Hao Yujun, Ren Wei
Department of Vascular Surgery, First Affiliated Hospital of Chongqing Medical University, Chongqing 400016, PR China.
Zhongguo Xiu Fu Chong Jian Wai Ke Za Zhi. 2012 Mar;26(3):336-40.
To analyze the influencing factors of no-reflow phenomenon after reperfusion in patients with chronic limb ischemia associated with acute thrombosis.
Between January 2009 and December 2010, 59 patients (67 limbs) with chronic limb ischemia associated with acute thrombosis were treated. According to whether the no-reflow phenomenon occurred or not, the patients were divided into no-reflow group (19 patients, 21 limbs) and reflow group (40 patients, 46 limbs). Logistic regression was used to analyze the roles of ischemia time, ischemia extent, smoking, hypertension, cardiovascular and cerebrovascular disease, diabetes, surgical procedure, platelet count, fibrinogen (FBG), prostaglandin 12 (PGI2), and thromboxane A2 (TXA2) on no-reflow phenomenon after reperfusion.
The results of the logistic regression analysis indicated that ischemia time (OR =7.196; 95%CI: 1.679-27.960), ischemia extent (OR = 5.116; 95% CI: 1.399-109.338), smoking (OR = 6.893; 95% CI: 3.704-2 291.003), diabetes (OR = 3.864; 95% CI: 1.009-421.702), PGI2 (OR = 7.985; 95% CI: 1.001-1.043), and TXA2 (OR = 7.643; 95% CI: 1.011-1.065) were the high risk factors of no-reflow phenomenon. The levels of TXA2 and FBG in no-reflow group were significantly increased and the level of PGI2 was decreased, showing significant differences when compared with the reflow group (P < 0.05). However, no significant difference was found in the platelet count between 2 groups (P > 0.05).

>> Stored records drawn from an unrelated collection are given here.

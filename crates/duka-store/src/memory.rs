//! In-memory collaborator backings for tests and the demo binary.

use async_trait::async_trait;
use chrono::Utc;
use parking_lot::Mutex;
use rand::Rng;
use std::collections::HashMap;
use uuid::Uuid;

use duka_core::{
    BusinessContext, CustomerProfile, DukaError, EscalationTicket, Feedback, InventoryItem,
    LastOrder, NewOrder, Order, OrderStatus, Result,
};

use crate::traits::{
    CatalogStore, Direction, EscalationSink, LogEntry, MediaGateway, MessageLog, OrderStore,
};

// ── Catalog ────────────────────────────────────────────────────

#[derive(Default)]
struct CatalogInner {
    businesses: HashMap<String, BusinessContext>,
    inventories: HashMap<String, Vec<InventoryItem>>,
    /// Keyed by (business_id, phone).
    profiles: HashMap<(String, String), CustomerProfile>,
    feedback: Vec<(String, String, Feedback)>,
}

/// Seedable in-memory catalog and profile store.
#[derive(Default)]
pub struct MemoryCatalog {
    inner: Mutex<CatalogInner>,
}

impl MemoryCatalog {
    pub fn new() -> Self {
        Self::default()
    }

    pub fn seed_business(&self, business: BusinessContext, inventory: Vec<InventoryItem>) {
        let mut inner = self.inner.lock();
        inner
            .inventories
            .insert(business.business_id.clone(), inventory);
        inner
            .businesses
            .insert(business.business_id.clone(), business);
    }

    pub fn seed_profile(&self, business_id: &str, profile: CustomerProfile) {
        self.inner
            .lock()
            .profiles
            .insert((business_id.to_string(), profile.phone.clone()), profile);
    }

    /// Recorded feedback, for test assertions.
    pub fn feedback(&self) -> Vec<Feedback> {
        self.inner
            .lock()
            .feedback
            .iter()
            .map(|(_, _, f)| f.clone())
            .collect()
    }
}

#[async_trait]
impl CatalogStore for MemoryCatalog {
    async fn business(&self, business_id: &str) -> Result<BusinessContext> {
        self.inner
            .lock()
            .businesses
            .get(business_id)
            .cloned()
            .ok_or_else(|| DukaError::BusinessNotFound(business_id.to_string()))
    }

    async fn business_for_number(&self, whatsapp_number: &str) -> Result<Option<BusinessContext>> {
        Ok(self
            .inner
            .lock()
            .businesses
            .values()
            .find(|b| b.whatsapp_number == whatsapp_number)
            .cloned())
    }

    async fn inventory(&self, business_id: &str) -> Result<Vec<InventoryItem>> {
        Ok(self
            .inner
            .lock()
            .inventories
            .get(business_id)
            .cloned()
            .unwrap_or_default())
    }

    async fn profile(&self, business_id: &str, phone: &str) -> Result<CustomerProfile> {
        let mut inner = self.inner.lock();
        let key = (business_id.to_string(), phone.to_string());
        Ok(inner
            .profiles
            .entry(key)
            .or_insert_with(|| CustomerProfile::new(phone))
            .clone())
    }

    async fn add_loyalty_points(&self, business_id: &str, phone: &str, points: u64) -> Result<u64> {
        let mut inner = self.inner.lock();
        let key = (business_id.to_string(), phone.to_string());
        let profile = inner
            .profiles
            .entry(key)
            .or_insert_with(|| CustomerProfile::new(phone));
        profile.loyalty_points += points;
        Ok(profile.loyalty_points)
    }

    async fn record_feedback(
        &self,
        business_id: &str,
        phone: &str,
        feedback: Feedback,
    ) -> Result<()> {
        self.inner
            .lock()
            .feedback
            .push((business_id.to_string(), phone.to_string(), feedback));
        Ok(())
    }

    async fn remember_address(&self, business_id: &str, phone: &str, address: &str) -> Result<()> {
        let mut inner = self.inner.lock();
        let key = (business_id.to_string(), phone.to_string());
        let profile = inner
            .profiles
            .entry(key)
            .or_insert_with(|| CustomerProfile::new(phone));
        profile.last_delivery_address = Some(address.to_string());
        Ok(())
    }
}

// ── Orders ─────────────────────────────────────────────────────

/// In-memory order store. Assigns ids, "ORD-XXXX" numbers and payment
/// references, and keeps the customer's profile order history in sync.
#[derive(Default)]
pub struct MemoryOrders {
    orders: Mutex<Vec<Order>>,
}

impl MemoryOrders {
    pub fn new() -> Self {
        Self::default()
    }

    /// All orders, for test assertions.
    pub fn all(&self) -> Vec<Order> {
        self.orders.lock().clone()
    }

    pub fn seed_order(&self, order: Order) {
        self.orders.lock().push(order);
    }

    fn next_order_number(existing: &[Order]) -> String {
        let mut rng = rand::thread_rng();
        loop {
            let candidate = format!("ORD-{}", rng.gen_range(1000..=9999));
            if !existing.iter().any(|o| o.order_number == candidate) {
                return candidate;
            }
        }
    }
}

#[async_trait]
impl OrderStore for MemoryOrders {
    async fn create_order(&self, new_order: NewOrder) -> Result<Order> {
        let mut orders = self.orders.lock();
        let order_number = Self::next_order_number(&orders);
        let payment_reference = order_number.replace("ORD", "PAY");
        let order = Order {
            id: Uuid::new_v4(),
            order_number,
            payment_reference,
            business_id: new_order.business_id,
            contact_id: new_order.contact_id,
            phone: new_order.phone,
            items: new_order.items,
            total_amount: new_order.total_amount,
            fulfillment: new_order.fulfillment,
            delivery_address: new_order.delivery_address,
            status: OrderStatus::PendingPayment,
            created_at: Utc::now(),
        };
        orders.push(order.clone());
        Ok(order)
    }

    async fn update_status(&self, order_id: Uuid, status: OrderStatus) -> Result<()> {
        let mut orders = self.orders.lock();
        let order = orders
            .iter_mut()
            .find(|o| o.id == order_id)
            .ok_or_else(|| DukaError::Store(format!("order not found: {order_id}")))?;
        order.status = status;
        Ok(())
    }

    async fn find_orders(
        &self,
        business_id: &str,
        phone: &str,
        statuses: &[OrderStatus],
    ) -> Result<Vec<Order>> {
        let mut found: Vec<Order> = self
            .orders
            .lock()
            .iter()
            .filter(|o| {
                o.business_id == business_id
                    && o.phone == phone
                    && (statuses.is_empty() || statuses.contains(&o.status))
            })
            .cloned()
            .collect();
        found.sort_by(|a, b| b.created_at.cmp(&a.created_at));
        Ok(found)
    }

    async fn find_by_number(
        &self,
        business_id: &str,
        order_number: &str,
    ) -> Result<Option<Order>> {
        Ok(self
            .orders
            .lock()
            .iter()
            .find(|o| o.business_id == business_id && o.order_number.eq_ignore_ascii_case(order_number))
            .cloned())
    }
}

/// Profile snapshot helper: summarize a customer's order history the way
/// a database-backed catalog would.
pub fn profile_with_history(mut profile: CustomerProfile, orders: &[Order]) -> CustomerProfile {
    let mut own: Vec<&Order> = orders.iter().filter(|o| o.phone == profile.phone).collect();
    own.sort_by(|a, b| b.created_at.cmp(&a.created_at));
    profile.lifetime_orders = own.len() as u64;
    if let Some(last) = own.first() {
        profile.last_order = Some(LastOrder {
            order_number: last.order_number.clone(),
            summary: last.summary(),
            total_amount: last.total_amount,
            created_at: last.created_at,
        });
        profile.preferred_fulfillment = Some(last.fulfillment);
    }
    let mut counts: HashMap<&str, usize> = HashMap::new();
    for order in &own {
        for item in &order.items {
            *counts.entry(item.product_name.as_str()).or_default() += 1;
        }
    }
    let mut favorites: Vec<(&str, usize)> = counts.into_iter().collect();
    favorites.sort_by(|a, b| b.1.cmp(&a.1).then(a.0.cmp(b.0)));
    profile.favorite_items = favorites.into_iter().take(3).map(|(n, _)| n.to_string()).collect();
    profile
}

// ── Media ──────────────────────────────────────────────────────

/// Records outbound media sends instead of delivering anything.
#[derive(Default)]
pub struct MemoryMedia {
    sends: Mutex<Vec<(String, String, Vec<String>)>>,
}

impl MemoryMedia {
    pub fn new() -> Self {
        Self::default()
    }

    /// (phone, channel, item names) per send, for test assertions.
    pub fn sends(&self) -> Vec<(String, String, Vec<String>)> {
        self.sends.lock().clone()
    }
}

#[async_trait]
impl MediaGateway for MemoryMedia {
    async fn send_product_image(
        &self,
        phone: &str,
        channel: &str,
        item: &InventoryItem,
    ) -> Result<()> {
        self.sends.lock().push((
            phone.to_string(),
            channel.to_string(),
            vec![item.name.clone()],
        ));
        Ok(())
    }

    async fn send_catalog(
        &self,
        phone: &str,
        channel: &str,
        items: &[InventoryItem],
    ) -> Result<()> {
        self.sends.lock().push((
            phone.to_string(),
            channel.to_string(),
            items.iter().map(|i| i.name.clone()).collect(),
        ));
        Ok(())
    }
}

// ── Escalations ────────────────────────────────────────────────

#[derive(Default)]
pub struct MemoryEscalations {
    tickets: Mutex<Vec<EscalationTicket>>,
}

impl MemoryEscalations {
    pub fn new() -> Self {
        Self::default()
    }

    pub fn tickets(&self) -> Vec<EscalationTicket> {
        self.tickets.lock().clone()
    }
}

#[async_trait]
impl EscalationSink for MemoryEscalations {
    async fn create_ticket(&self, ticket: EscalationTicket) -> Result<()> {
        self.tickets.lock().push(ticket);
        Ok(())
    }
}

// ── Message log ────────────────────────────────────────────────

#[derive(Default)]
pub struct MemoryMessageLog {
    entries: Mutex<Vec<LogEntry>>,
}

impl MemoryMessageLog {
    pub fn new() -> Self {
        Self::default()
    }

    pub fn all(&self) -> Vec<LogEntry> {
        self.entries.lock().clone()
    }
}

#[async_trait]
impl MessageLog for MemoryMessageLog {
    async fn append(&self, entry: LogEntry) -> Result<()> {
        self.entries.lock().push(entry);
        Ok(())
    }

    async fn recent(&self, business_id: &str, phone: &str, limit: usize) -> Result<Vec<LogEntry>> {
        let entries = self.entries.lock();
        let mut matched: Vec<LogEntry> = entries
            .iter()
            .filter(|e| e.business_id == business_id && e.phone == phone)
            .cloned()
            .collect();
        let skip = matched.len().saturating_sub(limit);
        Ok(matched.split_off(skip))
    }
}

#[cfg(test)]
mod tests {
    use super::*;
    use rust_decimal::Decimal;

    fn new_order(phone: &str) -> NewOrder {
        NewOrder {
            business_id: "biz-1".into(),
            contact_id: Uuid::new_v4(),
            phone: phone.into(),
            items: vec![duka_core::OrderItem {
                product_name: "Chocolate Cake".into(),
                unit_price: Decimal::from(5000),
                quantity: 1,
            }],
            total_amount: Decimal::from(5000),
            fulfillment: duka_core::Fulfillment::Pickup,
            delivery_address: None,
        }
    }

    #[tokio::test]
    async fn creates_orders_with_unique_numbers() {
        let store = MemoryOrders::new();
        let a = store.create_order(new_order("+234800")).await.unwrap();
        let b = store.create_order(new_order("+234800")).await.unwrap();
        assert_ne!(a.order_number, b.order_number);
        assert!(a.order_number.starts_with("ORD-"));
        assert_eq!(a.status, OrderStatus::PendingPayment);
        assert_eq!(a.payment_reference, a.order_number.replace("ORD", "PAY"));
    }

    #[tokio::test]
    async fn finds_orders_by_status_most_recent_first() {
        let store = MemoryOrders::new();
        let a = store.create_order(new_order("+234800")).await.unwrap();
        let _b = store.create_order(new_order("+234801")).await.unwrap();
        store
            .update_status(a.id, OrderStatus::Completed)
            .await
            .unwrap();

        let pending = store
            .find_orders("biz-1", "+234800", &[OrderStatus::PendingPayment])
            .await
            .unwrap();
        assert!(pending.is_empty());

        let completed = store
            .find_orders("biz-1", "+234800", &[OrderStatus::Completed])
            .await
            .unwrap();
        assert_eq!(completed.len(), 1);
        assert_eq!(completed[0].id, a.id);
    }

    #[tokio::test]
    async fn profile_created_on_first_contact() {
        let catalog = MemoryCatalog::new();
        let p1 = catalog.profile("biz-1", "+234800").await.unwrap();
        let p2 = catalog.profile("biz-1", "+234800").await.unwrap();
        assert_eq!(p1.contact_id, p2.contact_id);
        assert_eq!(p1.loyalty_points, 0);
    }

    #[tokio::test]
    async fn loyalty_points_accumulate() {
        let catalog = MemoryCatalog::new();
        catalog.profile("biz-1", "+234800").await.unwrap();
        assert_eq!(
            catalog.add_loyalty_points("biz-1", "+234800", 50).await.unwrap(),
            50
        );
        assert_eq!(
            catalog.add_loyalty_points("biz-1", "+234800", 25).await.unwrap(),
            75
        );
    }

    #[tokio::test]
    async fn message_log_returns_trailing_window_oldest_first() {
        let log = MemoryMessageLog::new();
        for i in 0..5 {
            log.append(LogEntry {
                business_id: "biz-1".into(),
                phone: "+234800".into(),
                direction: Direction::In,
                channel: "whatsapp".into(),
                text: format!("msg {i}"),
                at: Utc::now(),
            })
            .await
            .unwrap();
        }
        let recent = log.recent("biz-1", "+234800", 3).await.unwrap();
        assert_eq!(recent.len(), 3);
        assert_eq!(recent[0].text, "msg 2");
        assert_eq!(recent[2].text, "msg 4");
    }

    #[test]
    fn history_summarizes_favorites_and_last_order() {
        let profile = CustomerProfile::new("+234800");
        let orders = vec![];
        let summarized = profile_with_history(profile, &orders);
        assert_eq!(summarized.lifetime_orders, 0);
        assert!(summarized.last_order.is_none());
    }
}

Ischemia extent and ischemia time are the main influencing factors of no-reflow phenomenon after reperfusion in patients with chronic limb ischemia associated with acute thrombosis, and the patients combined with smoking or diabetes are high risk population of the no-reflow phenomenon. Postoperative patients with no-reflow phenomenon are at a hypercoagulable state in vivo, in which prostacyclin plays an important role.
分析慢性肢体缺血合并急性血栓形成患者再灌注后无复流现象的影响因素。
选取2009年1月至2010年12月期间收治的59例(67条肢体)慢性肢体缺血合并急性血栓形成患者。根据是否发生无复流现象,将患者分为无复流组(19例,21条肢体)和复流组(40例,46条肢体)。采用Logistic回归分析缺血时间、缺血程度、吸烟、高血压、心脑血管疾病、糖尿病、手术方式、血小板计数、纤维蛋白原(FBG)、前列腺素12(PGI2)及血栓素A2(TXA2)对再灌注后无复流现象的作用。

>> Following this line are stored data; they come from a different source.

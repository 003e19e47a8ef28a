use parking_lot::{Mutex, RwLock};
use std::collections::HashMap;
use std::sync::Arc;
use std::time::{Duration, Instant};
use tokio::sync::Mutex as TokioMutex;

use duka_core::PendingOrder;

/// Conversation identity: one customer talking to one business.
#[derive(Debug, Clone, PartialEq, Eq, Hash)]
pub struct ConvKey {
    pub business_id: String,
    pub phone: String,
}

impl ConvKey {
    pub fn new(business_id: impl Into<String>, phone: impl Into<String>) -> Self {
        Self {
            business_id: business_id.into(),
            phone: phone.into(),
        }
    }
}

/// Per-conversation mutable state. Lives in process memory only; the
/// pending order is the one thing lost on restart, everything else
/// re-derives from the stores.
#[derive(Debug, Default)]
pub struct ConversationState {
    pub pending: PendingOrder,
    pub intent_confirmed: bool,
    /// Last invocation per tool name, for cooldown enforcement.
    pub tool_cooldowns: HashMap<String, Instant>,
    /// Dedup fingerprint of the last escalation this conversation raised.
    pub last_escalation_signature: Option<String>,
    /// Set when the customer was just asked which of several
    /// awaiting-payment orders they paid for; the next order-number
    /// mention answers that question.
    pub awaiting_payment_disambiguation: bool,
    /// Catalog items already sent as media, so the loop can avoid an
    /// immediate re-send.
    pub shown_products: Vec<String>,
    pub payment_instructions_sent: bool,
}

impl ConversationState {
    /// Remaining cooldown for a tool, None when it may fire.
    pub fn cooldown_remaining(&self, tool: &str, interval: Duration, now: Instant) -> Option<Duration> {
        let last = self.tool_cooldowns.get(tool)?;
        let elapsed = now.duration_since(*last);
        if elapsed < interval {
            Some(interval - elapsed)
        } else {
            None
        }
    }

    pub fn stamp_cooldown(&mut self, tool: &str, now: Instant) {
        self.tool_cooldowns.insert(tool.to_string(), now);
    }

    /// Drop the in-progress order and its confirmation flag.
    pub fn reset_pending(&mut self) {
        self.pending = PendingOrder::default();
        self.intent_confirmed = false;
    }
}

struct ConversationEntry {
    data: Arc<Mutex<ConversationState>>,
    /// Held for a whole turn so rapid-fire messages for one conversation
    /// serialize instead of racing on pending-order mutation.
    turn_lock: Arc<TokioMutex<()>>,
}

/// All live conversations, keyed by (business, phone). Unrelated
/// conversations proceed concurrently; the map lock is never held across
/// an await.
#[derive(Default)]
pub struct ConversationStore {
    inner: RwLock<HashMap<ConvKey, ConversationEntry>>,
}

impl ConversationStore {
    pub fn new() -> Self {
        Self::default()
    }

    /// Get or create the state and turn lock for a conversation.
    pub fn entry(&self, key: &ConvKey) -> (Arc<Mutex<ConversationState>>, Arc<TokioMutex<()>>) {
        // Fast path: conversation already exists
        {
            let map = self.inner.read();
            if let Some(entry) = map.get(key) {
                return (Arc::clone(&entry.data), Arc::clone(&entry.turn_lock));
            }
        }
        // Slow path: create it
        let mut map = self.inner.write();
        let entry = map.entry(key.clone()).or_insert_with(|| ConversationEntry {
            data: Arc::new(Mutex::new(ConversationState::default())),
            turn_lock: Arc::new(TokioMutex::new(())),
        });
        (Arc::clone(&entry.data), Arc::clone(&entry.turn_lock))
    }

    pub fn len(&self) -> usize {
        self.inner.read().len()
    }

    pub fn is_empty(&self) -> bool {
        self.inner.read().is_empty()
    }
}

#[cfg(test)]
mod tests {
    use super::*;

    #[test]
    fn same_key_shares_state() {
        let store = ConversationStore::new();
        let key = ConvKey::new("biz-1", "+234800");
        let (a, _) = store.entry(&key);
        a.lock().intent_confirmed = true;
        let (b, _) = store.entry(&key);
        assert!(b.lock().intent_confirmed);
        assert_eq!(store.len(), 1);
    }

    #[test]
    fn different_keys_are_isolated() {
        let store = ConversationStore::new();
        let (a, _) = store.entry(&ConvKey::new("biz-1", "+234800"));
        a.lock().intent_confirmed = true;
        let (b, _) = store.entry(&ConvKey::new("biz-1", "+234801"));
        assert!(!b.lock().intent_confirmed);
    }

    #[test]
    fn cooldown_expires_after_interval() {
        let mut state = ConversationState::default();
        let start = Instant::now();
        let interval = Duration::from_secs(90);

        assert!(state.cooldown_remaining("send_all_products", interval, start).is_none());

        state.stamp_cooldown("send_all_products", start);
        assert!(state
            .cooldown_remaining("send_all_products", interval, start + Duration::from_secs(10))
            .is_some());
        assert!(state
            .cooldown_remaining("send_all_products", interval, start + Duration::from_secs(91))
            .is_none());
    }

    #[test]
    fn reset_clears_pending_and_intent() {
        let mut state = ConversationState::default();
        state.pending.product_name = Some("Cake".into());
        state.intent_confirmed = true;
        state.reset_pending();
        assert!(state.pending.is_empty());
        assert!(!state.intent_confirmed);
    }
}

Logistic回归分析结果显示,缺血时间(OR =7.196;95%CI:1.679 - 27.960)、缺血程度(OR = 5.116;95%CI:1.399 - 109.338)、吸烟(OR = 6.893;95%CI:3.704 - 2291.003)、糖尿病(OR = 3.864;95%CI:1.009 - 421.702)、PGI2(OR = 7.985;95%CI:1.001 - 1.043)及TXA2(OR = 7.643;95%CI:1.011 - 1.065)是无复流现象的高危因素。无复流组TXA2及FBG水平显著升高,PGI2水平降低,与复流组比较差异有统计学意义(P < 0.05)。两组血小板计数比较差异无统计学意义(P > 0.05)。
缺血程度和缺血时间是慢性肢体缺血合并急性血栓形成患者再灌注后无复流现象的主要影响因素,合并吸烟或糖尿病的患者是无复流现象的高危人群。术后发生无复流现象的患者体内处于高凝状态,前列环素在其中起重要作用。